* _Problem to solve_
In the listing beneath this line, copy exactly the lines starting with the one containing "#[derive(Debug, Clone, PartialEq)]" and going on through the one containing "pub mod command;".

* _Provided entries_
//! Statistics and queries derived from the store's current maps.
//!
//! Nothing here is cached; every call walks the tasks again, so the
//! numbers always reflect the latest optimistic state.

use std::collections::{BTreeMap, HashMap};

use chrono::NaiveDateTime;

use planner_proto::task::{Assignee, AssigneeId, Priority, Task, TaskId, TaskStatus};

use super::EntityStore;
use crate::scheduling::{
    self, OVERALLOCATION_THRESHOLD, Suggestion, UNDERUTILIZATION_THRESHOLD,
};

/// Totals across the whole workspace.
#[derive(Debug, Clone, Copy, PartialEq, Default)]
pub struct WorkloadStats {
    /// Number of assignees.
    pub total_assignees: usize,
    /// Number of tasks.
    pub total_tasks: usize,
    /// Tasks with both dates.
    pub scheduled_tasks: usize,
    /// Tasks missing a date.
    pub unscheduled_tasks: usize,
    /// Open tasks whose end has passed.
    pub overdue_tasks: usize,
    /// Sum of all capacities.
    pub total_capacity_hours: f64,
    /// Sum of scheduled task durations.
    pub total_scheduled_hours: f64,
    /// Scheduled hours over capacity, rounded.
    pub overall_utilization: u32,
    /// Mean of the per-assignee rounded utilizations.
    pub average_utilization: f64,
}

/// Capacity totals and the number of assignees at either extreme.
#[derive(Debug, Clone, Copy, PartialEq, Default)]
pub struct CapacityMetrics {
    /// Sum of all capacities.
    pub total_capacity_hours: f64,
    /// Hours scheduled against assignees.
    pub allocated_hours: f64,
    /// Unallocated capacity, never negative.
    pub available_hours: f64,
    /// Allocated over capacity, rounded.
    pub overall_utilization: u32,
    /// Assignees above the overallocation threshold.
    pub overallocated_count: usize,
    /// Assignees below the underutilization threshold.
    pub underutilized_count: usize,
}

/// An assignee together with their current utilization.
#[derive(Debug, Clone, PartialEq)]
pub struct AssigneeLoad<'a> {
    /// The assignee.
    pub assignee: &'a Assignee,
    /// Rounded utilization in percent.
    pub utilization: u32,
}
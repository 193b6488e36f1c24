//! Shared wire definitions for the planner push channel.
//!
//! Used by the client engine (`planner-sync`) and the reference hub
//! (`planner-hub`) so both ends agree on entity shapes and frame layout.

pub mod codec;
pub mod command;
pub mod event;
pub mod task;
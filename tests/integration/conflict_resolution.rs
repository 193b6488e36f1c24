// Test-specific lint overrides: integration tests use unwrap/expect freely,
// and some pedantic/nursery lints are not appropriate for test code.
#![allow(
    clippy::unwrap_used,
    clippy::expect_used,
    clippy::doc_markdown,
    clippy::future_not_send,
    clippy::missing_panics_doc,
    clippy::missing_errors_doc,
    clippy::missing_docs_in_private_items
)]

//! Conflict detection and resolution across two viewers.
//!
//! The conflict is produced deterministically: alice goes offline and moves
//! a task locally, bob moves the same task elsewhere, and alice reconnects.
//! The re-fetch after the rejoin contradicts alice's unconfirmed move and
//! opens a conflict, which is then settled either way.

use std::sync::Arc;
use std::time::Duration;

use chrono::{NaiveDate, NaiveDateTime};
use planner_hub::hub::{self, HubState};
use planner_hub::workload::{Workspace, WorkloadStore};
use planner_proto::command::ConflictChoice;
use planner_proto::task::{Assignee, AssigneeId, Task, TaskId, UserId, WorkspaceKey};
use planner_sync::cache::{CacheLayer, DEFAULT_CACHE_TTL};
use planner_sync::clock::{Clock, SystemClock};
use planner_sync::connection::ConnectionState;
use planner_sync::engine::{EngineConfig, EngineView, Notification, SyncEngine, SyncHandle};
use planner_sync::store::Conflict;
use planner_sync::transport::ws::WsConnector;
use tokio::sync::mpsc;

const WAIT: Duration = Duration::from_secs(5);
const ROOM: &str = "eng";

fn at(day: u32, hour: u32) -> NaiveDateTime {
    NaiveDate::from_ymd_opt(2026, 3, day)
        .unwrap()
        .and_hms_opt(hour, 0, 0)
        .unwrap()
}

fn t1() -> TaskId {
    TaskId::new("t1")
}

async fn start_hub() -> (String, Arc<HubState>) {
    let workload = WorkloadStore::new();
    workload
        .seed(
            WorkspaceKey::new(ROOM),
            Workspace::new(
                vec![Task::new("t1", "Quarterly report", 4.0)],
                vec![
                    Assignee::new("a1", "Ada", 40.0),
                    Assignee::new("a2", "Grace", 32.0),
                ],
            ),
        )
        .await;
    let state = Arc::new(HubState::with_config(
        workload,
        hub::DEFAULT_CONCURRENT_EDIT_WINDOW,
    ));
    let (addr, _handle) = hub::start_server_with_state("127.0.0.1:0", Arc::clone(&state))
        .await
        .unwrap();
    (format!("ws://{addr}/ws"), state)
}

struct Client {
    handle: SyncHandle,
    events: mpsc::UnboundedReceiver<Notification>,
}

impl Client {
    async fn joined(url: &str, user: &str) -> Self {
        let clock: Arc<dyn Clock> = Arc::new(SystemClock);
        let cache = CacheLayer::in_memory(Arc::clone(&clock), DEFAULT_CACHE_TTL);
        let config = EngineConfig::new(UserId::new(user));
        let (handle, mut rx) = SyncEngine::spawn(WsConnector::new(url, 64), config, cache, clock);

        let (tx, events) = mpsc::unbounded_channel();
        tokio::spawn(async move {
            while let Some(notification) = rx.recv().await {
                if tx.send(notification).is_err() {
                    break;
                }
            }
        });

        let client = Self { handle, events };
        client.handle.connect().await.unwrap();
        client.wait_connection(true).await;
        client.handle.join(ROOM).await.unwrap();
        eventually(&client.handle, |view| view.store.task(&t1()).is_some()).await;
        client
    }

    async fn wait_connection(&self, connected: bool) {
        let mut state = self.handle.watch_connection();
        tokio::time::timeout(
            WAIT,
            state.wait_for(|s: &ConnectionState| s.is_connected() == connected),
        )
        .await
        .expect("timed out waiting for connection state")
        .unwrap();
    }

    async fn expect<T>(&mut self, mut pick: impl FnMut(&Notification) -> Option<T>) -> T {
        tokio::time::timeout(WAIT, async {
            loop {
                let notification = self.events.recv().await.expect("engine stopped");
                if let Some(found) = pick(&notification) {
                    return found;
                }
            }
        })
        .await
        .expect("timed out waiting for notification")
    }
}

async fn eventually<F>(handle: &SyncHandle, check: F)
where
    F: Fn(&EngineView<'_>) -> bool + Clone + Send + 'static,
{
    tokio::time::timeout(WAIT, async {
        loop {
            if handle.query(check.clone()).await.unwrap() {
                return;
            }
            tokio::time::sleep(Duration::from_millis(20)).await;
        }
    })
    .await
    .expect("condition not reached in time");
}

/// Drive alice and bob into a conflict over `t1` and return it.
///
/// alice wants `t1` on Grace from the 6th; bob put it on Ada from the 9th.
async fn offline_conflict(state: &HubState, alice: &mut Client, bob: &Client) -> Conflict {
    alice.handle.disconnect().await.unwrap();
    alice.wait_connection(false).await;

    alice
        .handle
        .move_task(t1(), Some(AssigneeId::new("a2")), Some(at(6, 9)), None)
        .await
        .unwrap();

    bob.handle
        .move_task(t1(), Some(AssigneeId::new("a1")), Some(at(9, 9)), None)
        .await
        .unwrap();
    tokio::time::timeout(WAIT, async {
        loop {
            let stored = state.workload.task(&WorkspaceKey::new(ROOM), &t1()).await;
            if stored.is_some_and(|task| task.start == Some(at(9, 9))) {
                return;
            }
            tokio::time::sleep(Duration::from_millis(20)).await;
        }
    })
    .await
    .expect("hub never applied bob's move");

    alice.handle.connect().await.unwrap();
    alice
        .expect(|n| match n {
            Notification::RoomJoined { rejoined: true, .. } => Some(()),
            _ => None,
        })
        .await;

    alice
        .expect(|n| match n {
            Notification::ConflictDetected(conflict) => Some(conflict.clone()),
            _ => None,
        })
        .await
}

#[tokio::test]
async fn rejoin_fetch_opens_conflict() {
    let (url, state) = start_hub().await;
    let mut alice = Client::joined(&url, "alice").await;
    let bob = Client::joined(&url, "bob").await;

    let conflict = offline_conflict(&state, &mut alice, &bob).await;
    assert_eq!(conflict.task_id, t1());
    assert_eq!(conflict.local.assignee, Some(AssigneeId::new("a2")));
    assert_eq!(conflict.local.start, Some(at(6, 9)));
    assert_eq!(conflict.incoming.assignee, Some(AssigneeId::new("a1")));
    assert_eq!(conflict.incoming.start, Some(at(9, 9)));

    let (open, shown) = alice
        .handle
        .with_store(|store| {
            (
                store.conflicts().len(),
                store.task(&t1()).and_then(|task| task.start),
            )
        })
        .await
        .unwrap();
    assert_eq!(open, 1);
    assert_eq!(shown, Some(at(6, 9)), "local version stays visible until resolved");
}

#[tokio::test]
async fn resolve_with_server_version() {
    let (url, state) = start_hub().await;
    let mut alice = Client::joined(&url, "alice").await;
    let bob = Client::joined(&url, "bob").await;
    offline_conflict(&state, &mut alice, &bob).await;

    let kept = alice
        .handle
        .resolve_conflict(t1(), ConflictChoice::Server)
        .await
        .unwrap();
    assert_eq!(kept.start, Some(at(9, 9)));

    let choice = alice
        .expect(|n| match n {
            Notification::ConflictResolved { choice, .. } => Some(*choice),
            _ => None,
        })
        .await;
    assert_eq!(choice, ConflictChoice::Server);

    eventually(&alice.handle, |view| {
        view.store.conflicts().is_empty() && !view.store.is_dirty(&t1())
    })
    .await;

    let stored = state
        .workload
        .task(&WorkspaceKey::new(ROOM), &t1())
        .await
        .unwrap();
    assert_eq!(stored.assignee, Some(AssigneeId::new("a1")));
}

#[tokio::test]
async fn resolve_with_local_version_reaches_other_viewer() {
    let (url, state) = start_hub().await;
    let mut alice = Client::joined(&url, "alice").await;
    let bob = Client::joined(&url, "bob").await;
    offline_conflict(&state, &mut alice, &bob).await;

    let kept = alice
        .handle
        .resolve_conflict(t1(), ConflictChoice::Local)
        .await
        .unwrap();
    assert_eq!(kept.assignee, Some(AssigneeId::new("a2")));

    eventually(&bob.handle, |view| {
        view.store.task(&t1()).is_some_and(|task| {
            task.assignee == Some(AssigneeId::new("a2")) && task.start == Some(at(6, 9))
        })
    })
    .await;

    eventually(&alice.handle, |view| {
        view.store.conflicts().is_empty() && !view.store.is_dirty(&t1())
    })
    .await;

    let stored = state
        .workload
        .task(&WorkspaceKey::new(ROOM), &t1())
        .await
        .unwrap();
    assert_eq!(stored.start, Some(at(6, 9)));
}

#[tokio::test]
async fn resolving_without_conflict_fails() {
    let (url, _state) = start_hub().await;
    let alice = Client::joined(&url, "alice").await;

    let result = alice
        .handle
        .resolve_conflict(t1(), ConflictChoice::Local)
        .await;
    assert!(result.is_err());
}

* * *

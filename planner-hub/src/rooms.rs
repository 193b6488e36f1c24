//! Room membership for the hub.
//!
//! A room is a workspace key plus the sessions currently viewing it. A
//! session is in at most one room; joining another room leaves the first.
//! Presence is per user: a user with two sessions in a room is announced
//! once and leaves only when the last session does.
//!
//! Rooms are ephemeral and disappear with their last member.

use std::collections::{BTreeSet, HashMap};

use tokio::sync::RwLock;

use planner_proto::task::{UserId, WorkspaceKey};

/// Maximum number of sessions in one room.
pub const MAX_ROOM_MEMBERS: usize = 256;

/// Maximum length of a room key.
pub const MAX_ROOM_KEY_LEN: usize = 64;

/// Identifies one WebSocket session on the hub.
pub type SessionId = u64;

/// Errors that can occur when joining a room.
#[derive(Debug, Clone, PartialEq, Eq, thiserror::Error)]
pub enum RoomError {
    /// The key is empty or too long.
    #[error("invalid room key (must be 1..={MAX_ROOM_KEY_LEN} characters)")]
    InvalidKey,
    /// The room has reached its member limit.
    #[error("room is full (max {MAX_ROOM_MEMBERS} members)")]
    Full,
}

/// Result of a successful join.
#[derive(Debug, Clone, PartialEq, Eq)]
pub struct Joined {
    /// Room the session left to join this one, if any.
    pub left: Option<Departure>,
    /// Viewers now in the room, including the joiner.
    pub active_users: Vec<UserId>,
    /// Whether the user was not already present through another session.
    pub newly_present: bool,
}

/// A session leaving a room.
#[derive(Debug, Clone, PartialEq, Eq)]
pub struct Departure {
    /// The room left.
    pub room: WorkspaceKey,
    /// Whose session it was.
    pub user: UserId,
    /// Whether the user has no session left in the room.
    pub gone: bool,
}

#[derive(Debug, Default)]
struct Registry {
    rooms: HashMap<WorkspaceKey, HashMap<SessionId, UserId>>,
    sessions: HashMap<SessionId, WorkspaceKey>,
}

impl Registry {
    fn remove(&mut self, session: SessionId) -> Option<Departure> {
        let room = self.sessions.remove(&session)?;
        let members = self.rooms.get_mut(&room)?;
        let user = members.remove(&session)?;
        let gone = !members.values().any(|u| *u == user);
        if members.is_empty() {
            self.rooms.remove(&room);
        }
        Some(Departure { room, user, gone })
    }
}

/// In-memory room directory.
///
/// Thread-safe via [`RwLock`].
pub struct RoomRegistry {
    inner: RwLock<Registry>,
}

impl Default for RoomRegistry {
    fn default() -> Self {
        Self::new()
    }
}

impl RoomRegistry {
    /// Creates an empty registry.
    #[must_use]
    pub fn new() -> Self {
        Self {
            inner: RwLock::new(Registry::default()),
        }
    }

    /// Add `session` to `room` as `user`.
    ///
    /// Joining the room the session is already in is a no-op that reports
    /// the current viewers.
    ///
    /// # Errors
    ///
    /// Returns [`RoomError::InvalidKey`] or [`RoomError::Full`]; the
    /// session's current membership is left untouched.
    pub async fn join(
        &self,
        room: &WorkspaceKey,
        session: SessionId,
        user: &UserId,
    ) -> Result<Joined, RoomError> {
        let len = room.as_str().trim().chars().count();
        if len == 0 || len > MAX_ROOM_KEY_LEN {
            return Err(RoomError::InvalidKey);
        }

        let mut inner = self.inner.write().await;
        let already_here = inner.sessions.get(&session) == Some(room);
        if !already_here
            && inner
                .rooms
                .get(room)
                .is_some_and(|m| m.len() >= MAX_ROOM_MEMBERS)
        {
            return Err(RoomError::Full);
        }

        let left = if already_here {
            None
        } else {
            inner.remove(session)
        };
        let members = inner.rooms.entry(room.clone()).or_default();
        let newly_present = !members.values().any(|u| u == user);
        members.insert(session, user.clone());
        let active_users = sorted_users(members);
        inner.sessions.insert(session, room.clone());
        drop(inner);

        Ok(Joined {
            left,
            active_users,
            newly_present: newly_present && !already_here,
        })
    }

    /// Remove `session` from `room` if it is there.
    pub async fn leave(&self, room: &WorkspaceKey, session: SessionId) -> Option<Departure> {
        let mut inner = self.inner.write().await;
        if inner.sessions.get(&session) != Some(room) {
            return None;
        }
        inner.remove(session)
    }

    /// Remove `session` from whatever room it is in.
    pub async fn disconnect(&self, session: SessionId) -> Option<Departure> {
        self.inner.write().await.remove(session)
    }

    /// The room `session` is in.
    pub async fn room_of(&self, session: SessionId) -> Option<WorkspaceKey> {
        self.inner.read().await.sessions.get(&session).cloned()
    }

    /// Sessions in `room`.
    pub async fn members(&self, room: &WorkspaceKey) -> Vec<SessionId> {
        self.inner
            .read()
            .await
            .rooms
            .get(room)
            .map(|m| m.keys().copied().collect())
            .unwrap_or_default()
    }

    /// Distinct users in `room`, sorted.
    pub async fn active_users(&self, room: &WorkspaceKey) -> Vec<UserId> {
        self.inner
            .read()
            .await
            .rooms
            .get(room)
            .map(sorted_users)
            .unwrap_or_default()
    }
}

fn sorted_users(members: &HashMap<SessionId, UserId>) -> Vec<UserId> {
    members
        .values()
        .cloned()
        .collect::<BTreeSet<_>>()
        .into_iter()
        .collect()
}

* * *

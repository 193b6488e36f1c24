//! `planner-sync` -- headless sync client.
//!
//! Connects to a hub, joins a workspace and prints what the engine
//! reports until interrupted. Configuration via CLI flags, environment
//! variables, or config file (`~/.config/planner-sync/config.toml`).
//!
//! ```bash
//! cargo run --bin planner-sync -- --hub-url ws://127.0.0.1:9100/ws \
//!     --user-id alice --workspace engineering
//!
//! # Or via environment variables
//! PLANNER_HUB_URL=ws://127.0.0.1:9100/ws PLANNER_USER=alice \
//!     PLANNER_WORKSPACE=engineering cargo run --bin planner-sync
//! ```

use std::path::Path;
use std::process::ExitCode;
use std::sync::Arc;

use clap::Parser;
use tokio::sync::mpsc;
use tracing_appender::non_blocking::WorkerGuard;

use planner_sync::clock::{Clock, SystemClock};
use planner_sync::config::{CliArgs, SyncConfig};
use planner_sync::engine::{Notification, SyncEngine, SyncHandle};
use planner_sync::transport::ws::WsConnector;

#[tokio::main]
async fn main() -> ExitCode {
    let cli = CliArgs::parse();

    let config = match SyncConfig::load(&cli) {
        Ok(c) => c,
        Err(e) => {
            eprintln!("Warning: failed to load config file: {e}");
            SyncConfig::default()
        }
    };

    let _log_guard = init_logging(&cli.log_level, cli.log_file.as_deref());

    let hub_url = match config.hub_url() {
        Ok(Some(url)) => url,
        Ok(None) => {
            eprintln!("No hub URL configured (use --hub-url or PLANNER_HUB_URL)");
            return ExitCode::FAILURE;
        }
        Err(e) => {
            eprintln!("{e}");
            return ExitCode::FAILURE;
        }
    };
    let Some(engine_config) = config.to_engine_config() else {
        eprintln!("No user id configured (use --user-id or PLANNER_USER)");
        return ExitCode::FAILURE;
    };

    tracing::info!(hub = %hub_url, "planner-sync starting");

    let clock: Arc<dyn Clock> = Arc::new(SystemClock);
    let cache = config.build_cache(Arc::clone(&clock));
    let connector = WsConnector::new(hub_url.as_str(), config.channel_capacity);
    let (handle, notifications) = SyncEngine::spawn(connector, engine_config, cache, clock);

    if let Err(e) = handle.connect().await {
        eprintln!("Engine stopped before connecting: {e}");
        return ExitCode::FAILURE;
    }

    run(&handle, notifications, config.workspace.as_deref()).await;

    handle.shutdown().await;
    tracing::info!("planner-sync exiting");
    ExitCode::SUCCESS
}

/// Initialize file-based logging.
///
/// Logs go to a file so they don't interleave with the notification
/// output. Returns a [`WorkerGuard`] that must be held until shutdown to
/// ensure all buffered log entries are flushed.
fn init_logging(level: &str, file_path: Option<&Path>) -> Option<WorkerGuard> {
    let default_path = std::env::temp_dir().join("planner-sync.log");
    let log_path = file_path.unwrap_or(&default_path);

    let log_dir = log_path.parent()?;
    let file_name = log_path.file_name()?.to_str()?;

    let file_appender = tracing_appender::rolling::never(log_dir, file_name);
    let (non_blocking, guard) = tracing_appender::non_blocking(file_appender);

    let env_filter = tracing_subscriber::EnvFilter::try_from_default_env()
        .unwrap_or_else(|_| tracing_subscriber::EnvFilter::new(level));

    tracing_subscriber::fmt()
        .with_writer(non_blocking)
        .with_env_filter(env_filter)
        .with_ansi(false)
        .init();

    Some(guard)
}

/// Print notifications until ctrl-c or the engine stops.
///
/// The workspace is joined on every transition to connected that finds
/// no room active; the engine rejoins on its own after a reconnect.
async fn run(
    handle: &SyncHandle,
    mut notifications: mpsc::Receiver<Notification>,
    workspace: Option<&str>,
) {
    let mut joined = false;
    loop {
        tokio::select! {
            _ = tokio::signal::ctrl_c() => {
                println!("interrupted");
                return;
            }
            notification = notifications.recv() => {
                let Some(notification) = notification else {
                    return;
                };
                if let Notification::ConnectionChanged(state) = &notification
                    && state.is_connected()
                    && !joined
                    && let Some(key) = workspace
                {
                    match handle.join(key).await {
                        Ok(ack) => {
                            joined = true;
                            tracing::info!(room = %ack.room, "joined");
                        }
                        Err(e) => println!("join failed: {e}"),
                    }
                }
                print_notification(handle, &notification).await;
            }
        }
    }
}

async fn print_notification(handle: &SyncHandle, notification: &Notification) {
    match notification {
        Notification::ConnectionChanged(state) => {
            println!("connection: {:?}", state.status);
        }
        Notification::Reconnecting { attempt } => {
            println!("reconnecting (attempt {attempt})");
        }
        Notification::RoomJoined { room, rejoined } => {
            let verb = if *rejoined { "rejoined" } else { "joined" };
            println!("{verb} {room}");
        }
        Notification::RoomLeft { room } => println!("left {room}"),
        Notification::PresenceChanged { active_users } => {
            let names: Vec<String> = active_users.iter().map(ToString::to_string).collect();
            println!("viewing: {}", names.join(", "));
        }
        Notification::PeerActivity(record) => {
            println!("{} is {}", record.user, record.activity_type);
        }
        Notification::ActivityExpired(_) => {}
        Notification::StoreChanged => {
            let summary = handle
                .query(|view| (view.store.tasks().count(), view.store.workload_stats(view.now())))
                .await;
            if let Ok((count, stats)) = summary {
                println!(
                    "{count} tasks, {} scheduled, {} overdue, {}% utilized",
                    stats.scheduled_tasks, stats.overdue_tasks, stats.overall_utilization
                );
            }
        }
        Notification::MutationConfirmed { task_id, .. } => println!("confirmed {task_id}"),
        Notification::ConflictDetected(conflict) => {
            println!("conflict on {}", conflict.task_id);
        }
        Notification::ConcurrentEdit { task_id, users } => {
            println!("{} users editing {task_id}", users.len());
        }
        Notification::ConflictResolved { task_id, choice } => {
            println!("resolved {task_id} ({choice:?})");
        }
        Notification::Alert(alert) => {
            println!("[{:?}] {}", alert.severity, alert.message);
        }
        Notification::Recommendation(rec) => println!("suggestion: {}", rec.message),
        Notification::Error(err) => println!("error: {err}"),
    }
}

* _Response to this task_
#[derive(Debug, Clone, PartialEq)]
pub struct AssigneeLoad<'a> {
    /// The assignee.
    pub assignee: &'a Assignee,
    /// Rounded utilization in percent.
    pub utilization: u32,
}
repository 193b6488e36f1c24
//! Shared wire definitions for the planner push channel.
//!
//! Used by the client engine (`planner-sync`) and the reference hub
//! (`planner-hub`) so both ends agree on entity shapes and frame layout.

pub mod codec;
pub mod command;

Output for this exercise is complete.